Sackenhoym (Polish Grabówka ) is a village in Upper Silesia . Sackenhoym is located in the Birawa municipality in the powiat Kędzierzyńsko-Kozielski (Kandrzin-Cosel district) in the Opole Voivodeship in Poland .

geography

Townscape
Wayside chapel

Sackenhoym is located three kilometers east of the municipality of Birawa , 10 kilometers southeast of the district town of Kędzierzyn-Koźle (Kandrzin-Cosel) and 50 kilometers southeast of the voivodeship capital Opole .

history

The place was founded as a colony in the second half of the 18th century. In 1774 the colony was first mentioned as Colonie Sackenhoym . In 1865 Sackenhoym had 29 cottage jobs.

In the referendum in Upper Silesia on March 20, 1921, 73 eligible voters voted for Upper Silesia to remain with Germany and 109 for membership in Poland. Sackenhoym remained with the German Empire after the division of Upper Silesia . Until 1945 the place was in the district of Cosel .

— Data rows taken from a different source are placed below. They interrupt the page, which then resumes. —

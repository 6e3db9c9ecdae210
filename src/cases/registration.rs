//! Registration flow cases.

use futures::future::BoxFuture;

use crate::browser::BrowserSession;
use crate::harness::{CaseResult, expect_absent, expect_present};

use super::markers;
use super::{CaseContext, DISPLAY_NAME, EMAIL, PASSWORD, RE_PASSWORD, SUBMIT, USERNAME};

/// Open the registration page, fill every field and submit
async fn submit_registration(
    browser: &BrowserSession,
    username: &str,
    display_name: &str,
    email: &str,
    password: &str,
    confirmation: &str,
) -> CaseResult<()> {
    browser.navigate(super::REGISTER_PATH).await?;
    browser.fill(&USERNAME, username).await?;
    browser.fill(&DISPLAY_NAME, display_name).await?;
    browser.fill(&EMAIL, email).await?;
    browser.fill(&PASSWORD, password).await?;
    browser.fill(&RE_PASSWORD, confirmation).await?;
    browser.click(&SUBMIT).await?;
    Ok(())
}

/// Registering the run's identity succeeds. Creates the account that
/// `duplicate_username` and the valid-login case depend on.
pub fn valid_data(cx: &mut CaseContext) -> BoxFuture<'_, CaseResult<()>> {
    Box::pin(async move {
        let id = cx.identity.clone();
        submit_registration(
            &cx.browser,
            &id.username,
            &id.display_name,
            &id.email,
            &id.password,
            &id.password,
        )
        .await?;
        let page = cx
            .browser
            .settle_until_any(&[markers::REGISTER_OK], cx.submit_wait)
            .await?;
        expect_present(&page, markers::REGISTER_OK)
    })
}

/// Submitting the empty form is rejected
pub fn empty_fields(cx: &mut CaseContext) -> BoxFuture<'_, CaseResult<()>> {
    Box::pin(async move {
        cx.browser.navigate(super::REGISTER_PATH).await?;
        cx.browser.click(&SUBMIT).await?;
        let page = cx
            .browser
            .settle_until_any(&[markers::EMPTY_FIELDS], cx.submit_wait)
            .await?;
        expect_present(&page, markers::EMPTY_FIELDS)
    })
}

/// An email without an `@` is rejected by format validation
pub fn invalid_email(cx: &mut CaseContext) -> BoxFuture<'_, CaseResult<()>> {
    Box::pin(async move {
        let id = cx.identity.with_suffix("b");
        submit_registration(
            &cx.browser,
            &id.username,
            &id.display_name,
            // deliberately not an email address
            &id.username,
            &id.password,
            &id.password,
        )
        .await?;
        let page = cx
            .browser
            .settle_until_any(&[markers::EMAIL_FORMAT], cx.submit_wait)
            .await?;
        expect_present(&page, markers::EMAIL_FORMAT)
    })
}

/// A confirmation that differs from the password is rejected
pub fn password_mismatch(cx: &mut CaseContext) -> BoxFuture<'_, CaseResult<()>> {
    Box::pin(async move {
        let id = cx.identity.with_suffix("c");
        submit_registration(
            &cx.browser,
            &id.username,
            &id.display_name,
            &id.email,
            &id.password,
            "not-the-password",
        )
        .await?;
        let page = cx
            .browser
            .settle_until_any(&[markers::PASSWORD_MISMATCH], cx.submit_wait)
            .await?;
        expect_present(&page, markers::PASSWORD_MISMATCH)
    })
}

/// Re-registering the identity created by `valid_data` is rejected as a
/// duplicate, and must not report success
pub fn duplicate_username(cx: &mut CaseContext) -> BoxFuture<'_, CaseResult<()>> {
    Box::pin(async move {
        let id = cx.identity.clone();
        submit_registration(
            &cx.browser,
            &id.username,
            &id.display_name,
            &id.email,
            &id.password,
            &id.password,
        )
        .await?;
        let page = cx
            .browser
            .settle_until_any(&[markers::DUPLICATE_USERNAME], cx.submit_wait)
            .await?;
        expect_present(&page, markers::DUPLICATE_USERNAME)?;
        expect_absent(&page, markers::REGISTER_OK)
    })
}

/// A tautology payload in every text field must not produce a registration
pub fn sql_injection(cx: &mut CaseContext) -> BoxFuture<'_, CaseResult<()>> {
    Box::pin(async move {
        submit_registration(
            &cx.browser,
            super::INJECTION_PAYLOAD,
            super::INJECTION_PAYLOAD,
            "hacker@example.com",
            super::INJECTION_PAYLOAD,
            super::INJECTION_PAYLOAD,
        )
        .await?;
        // Waiting for the success marker means the full bounded wait passes
        // when the application behaves; only a vulnerable application returns
        // early here.
        let page = cx
            .browser
            .settle_until_any(&[markers::REGISTER_OK], cx.submit_wait)
            .await?;
        expect_absent(&page, markers::REGISTER_OK)
    })
}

In 1945 the previously German town came under Polish administration and was renamed Grabówka and joined the Silesian Voivodeship. In 1950 the place came to the Opole Voivodeship . In 1999 the place came to the newly founded Powiat Kędzierzyńsko-Kozielski . On April 23, 2007 , German was introduced as the second official language in the Birawa municipality to which Grabówka belongs. On January 10, 2011, the place was also given the official German place name Sackenhoym .

Attractions

  • Wayside chapel

Individual evidence

  1. ^ Official website of the community ( memento of February 20, 2014 in the Internet Archive ), accessed on May 17, 2012
  2. Gerard Cell Bread: The social structure in the Upper Silesian villages in 1819 , research Ostmitteleuropa, 1987
  3. ^ Felix Triest : Topographisches Handbuch von Oberschlesien, Volume 2 , J. Thorbecke, 1984
  4. Felix Triest : Topographisches Handbuch von Oberschlesien , Breslau 1865
  5. ^ Results of the referendum in Upper Silesia of 1921: Literature , table in digital form ( Memento from January 15, 2017 in the Internet Archive )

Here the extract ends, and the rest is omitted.